It is clearly that the rounding is not correct, and also I have perceived that the maximun rounding error in fixed point is always 2**shift - 1.

Any idea or sugerence? I have thought that the problem here is that I'm not taking into account the guard bits: GSR, but in the other hand, if actually the problem was this: What's happens when the necessary rounding is higher than one, e.g: 2, 3, 4... ?

njuffa

The ISO-C99 code below demonstrates one possible way of doing the conversion. The significand (mantissa) bits of the binary32 argument form the bits of the s15.16 result. The exponent bits tell us whether we need to shift these bits right or left to move the least significant integer bit to bit 16. If a left shift is required, rounding is not needed. If a right shift is required, we need to capture any less significant bits discarded. The most significant discarded bit is the round bit, all others collectively represent the sticky bit. Using the literal definition of the rounding mode, we need to round up if (1) either the round bit and the sticky bit are set, or (2) the round bit is set and the sticky bit clear (i.e., we have a tie case), but the least significant bit of the intermediate result is odd.
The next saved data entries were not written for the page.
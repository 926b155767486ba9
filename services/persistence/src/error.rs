//! Persistence error taxonomy.
//!
//! Grounded on `libs/types/src/errors.rs`'s per-component `thiserror` enum
//! style; this is the one variant the types crate itself cannot own, since
//! it wraps `sqlx::Error` and `types` must stay free of any storage
//! dependency.

use thiserror::Error;

#[derive(Debug, Error)]
pub enum PersistenceError {
    #[error("row not found: {0}")]
    NotFound(String),

    #[error("database error: {0}")]
    Database(#[from] sqlx::Error),

    #[error("migration error: {0}")]
    Migration(#[from] sqlx::migrate::MigrateError),
}
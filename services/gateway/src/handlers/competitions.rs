//! Read views and admin lifecycle actions over competitions (§6.2).

use axum::extract::{Path, Query, State};
use axum::Json;
use types::enums::CompetitionStatus;
use types::ids::CompetitionId;

use crate::auth::AdminUser;
use crate::error::AppError;
use crate::models::{CompetitionCreatedResponse, CreateCompetitionRequest, HistoryQuery, HistoryResponse, InvocationCountResponse};
use crate::state::AppState;

pub async fn list_competitions(State(state): State<AppState>) -> Result<Json<Vec<types::competition::Competition>>, AppError> {
    let active = state.store.list_competitions_with_status(CompetitionStatus::Active).await?;
    let pending = state.store.list_competitions_with_status(CompetitionStatus::Pending).await?;
    let completed = state.store.list_competitions_with_status(CompetitionStatus::Completed).await?;
    let cancelled = state.store.list_competitions_with_status(CompetitionStatus::Cancelled).await?;
    let mut all = active;
    all.extend(pending);
    all.extend(completed);
    all.extend(cancelled);
    Ok(Json(all))
}

pub async fn get_competition(
    State(state): State<AppState>,
    Path(id): Path<CompetitionId>,
) -> Result<Json<types::competition::Competition>, AppError> {
    let competition = state
        .store
        .get_competition(id)
        .await?
        .ok_or_else(|| AppError::NotFound(format!("competition {id} not found")))?;
    Ok(Json(competition))
}

pub async fn list_participants(
    State(state): State<AppState>,
    Path(id): Path<CompetitionId>,
) -> Result<Json<Vec<types::participant::Participant>>, AppError> {
    Ok(Json(state.store.list_participants(id).await?))
}

pub async fn leaderboard(
    State(state): State<AppState>,
    Path(id): Path<CompetitionId>,
) -> Result<Json<Vec<agent_invoker::context::LeaderboardEntry>>, AppError> {
    let participants = state.store.list_participants(id).await?;
    Ok(Json(agent_invoker::context::build_leaderboard(&participants)))
}

pub async fn portfolio_history(
    State(state): State<AppState>,
    Path(participant_id): Path<types::ids::ParticipantId>,
    Query(query): Query<HistoryQuery>,
) -> Result<Json<HistoryResponse>, AppError> {
    let records = state.store.list_portfolio_history(participant_id).await?;
    let target_points = query.target_points.unwrap_or(200);
    let (points, bucket_minutes) = portfolio_manager::history::adaptive_downsample(records, target_points);
    Ok(Json(HistoryResponse { points, bucket_minutes }))
}

pub async fn list_trades(
    State(state): State<AppState>,
    Path(participant_id): Path<types::ids::ParticipantId>,
) -> Result<Json<Vec<types::trade::Trade>>, AppError> {
    Ok(Json(state.store.list_trades(participant_id).await?))
}

pub async fn create_competition(
    _admin: AdminUser,
    State(state): State<AppState>,
    Json(request): Json<CreateCompetitionRequest>,
) -> Result<Json<CompetitionCreatedResponse>, AppError> {
    let competition = types::competition::Competition::new(
        request.name,
        request.start_time,
        request.end_time,
        request.invocation_interval_minutes,
        request.initial_capital_money(),
        request.max_leverage,
        request.maintenance_margin_pct,
        request.allowed_asset_classes,
        request.max_participants,
        request.market_hours_gated,
    )
    .map_err(|e| AppError::BadRequest(e.to_string()))?;

    state.store.insert_competition(&competition).await?;
    Ok(Json(CompetitionCreatedResponse { id: competition.id }))
}

pub async fn start_competition(_admin: AdminUser, State(state): State<AppState>, Path(id): Path<CompetitionId>) -> Result<(), AppError> {
    state.store.update_competition_status(id, CompetitionStatus::Active).await?;
    Ok(())
}

pub async fn stop_competition(_admin: AdminUser, State(state): State<AppState>, Path(id): Path<CompetitionId>) -> Result<(), AppError> {
    state.store.update_competition_status(id, CompetitionStatus::Completed).await?;
    Ok(())
}

/// Hard wipe of every table, then reseed the one baked-in default
/// competition and its agent roster (§6.2).
pub async fn reset_competition(_admin: AdminUser, State(state): State<AppState>) -> Result<Json<CompetitionCreatedResponse>, AppError> {
    state.store.reset_all().await?;
    let competition = crate::seed::seed_default_competition(&state.store).await?;
    Ok(Json(CompetitionCreatedResponse { id: competition.id }))
}

/// Manually invoke every active participant of one competition, regardless
/// of whether its own `invocation_interval_minutes` has elapsed.
pub async fn invoke_all(
    _admin: AdminUser,
    State(state): State<AppState>,
    Path(id): Path<CompetitionId>,
) -> Result<Json<InvocationCountResponse>, AppError> {
    let competition = state
        .store
        .get_competition(id)
        .await?
        .ok_or_else(|| AppError::NotFound(format!("competition {id} not found")))?;

    let invocations_run = scheduler::run_decision_tick(
        state.store.clone(),
        state.locks.clone(),
        state.provider.clone(),
        state.transport.clone(),
        state.agent_config.clone(),
        competition,
        state.symbol_universe.clone(),
        8,
        chrono::Utc::now(),
    )
    .await
    .map_err(|e| AppError::InternalError(anyhow::anyhow!(e.to_string())))?;

    Ok(Json(InvocationCountResponse { invocations_run }))
}

/// Manually trigger one invocation for a single participant.
pub async fn invoke_one(
    _admin: AdminUser,
    State(state): State<AppState>,
    Path(participant_id): Path<types::ids::ParticipantId>,
) -> Result<(), AppError> {
    let state_for_participant = state
        .store
        .get_participant_state(participant_id)
        .await?
        .ok_or_else(|| AppError::NotFound(format!("participant {participant_id} not found")))?;
    let competition = state
        .store
        .get_competition(state_for_participant.participant.competition_id)
        .await?
        .ok_or_else(|| AppError::NotFound("competition not found".into()))?;
    let other_participants = state
        .store
        .list_active_participants(competition.id)
        .await?
        .into_iter()
        .filter(|p| p.id != participant_id)
        .collect::<Vec<_>>();

    scheduler::run_decision_one(
        state.store.clone(),
        state.locks.clone(),
        state.provider.clone(),
        state.transport.clone(),
        state.agent_config.clone(),
        competition,
        other_participants,
        state.symbol_universe.clone(),
        participant_id,
        chrono::Utc::now(),
    )
    .await
    .map_err(|e| AppError::InternalError(anyhow::anyhow!(e.to_string())))?;

    Ok(())
}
Note that real hardware implementations often deviate from such a literal application of the rounding-mode logic. One common scheme is to first increment the result when the round bit is set. Then, if such an increment occurred, clear the least significant bit of the result if the sticky bit is not set. It is easy to see that this achieves the same effect by enumerating all possible combinations of round bit, sticky bit, and result LSB.

#include <stdio.h>
#include <stdlib.h>
#include <stdint.h>
#include <string.h>
#include <math.h>

#define USE_LITERAL_RND_DEF  (1)

uint32_t float_as_uint32 (float a)
{
    uint32_t r;
    memcpy (&r, &a, sizeof r);
    return r;
}

#define FP32_MANT_FRAC_BITS  (23)
#define FP32_EXPO_BITS       (8)
#define FP32_EXPO_MASK       ((1u << FP32_EXPO_BITS) - 1)
#define FP32_MANT_MASK       ((1u << FP32_MANT_FRAC_BITS) - 1)
#define FP32_MANT_INT_BIT    (1u << FP32_MANT_FRAC_BITS)
#define FP32_SIGN_BIT        (1u << (FP32_MANT_FRAC_BITS + FP32_EXPO_BITS))
#define FP32_EXPO_BIAS       (127)
#define FX15P16_FRAC_BITS    (16)
#define FRAC_BITS_DIFF       (FP32_MANT_FRAC_BITS - FX15P16_FRAC_BITS)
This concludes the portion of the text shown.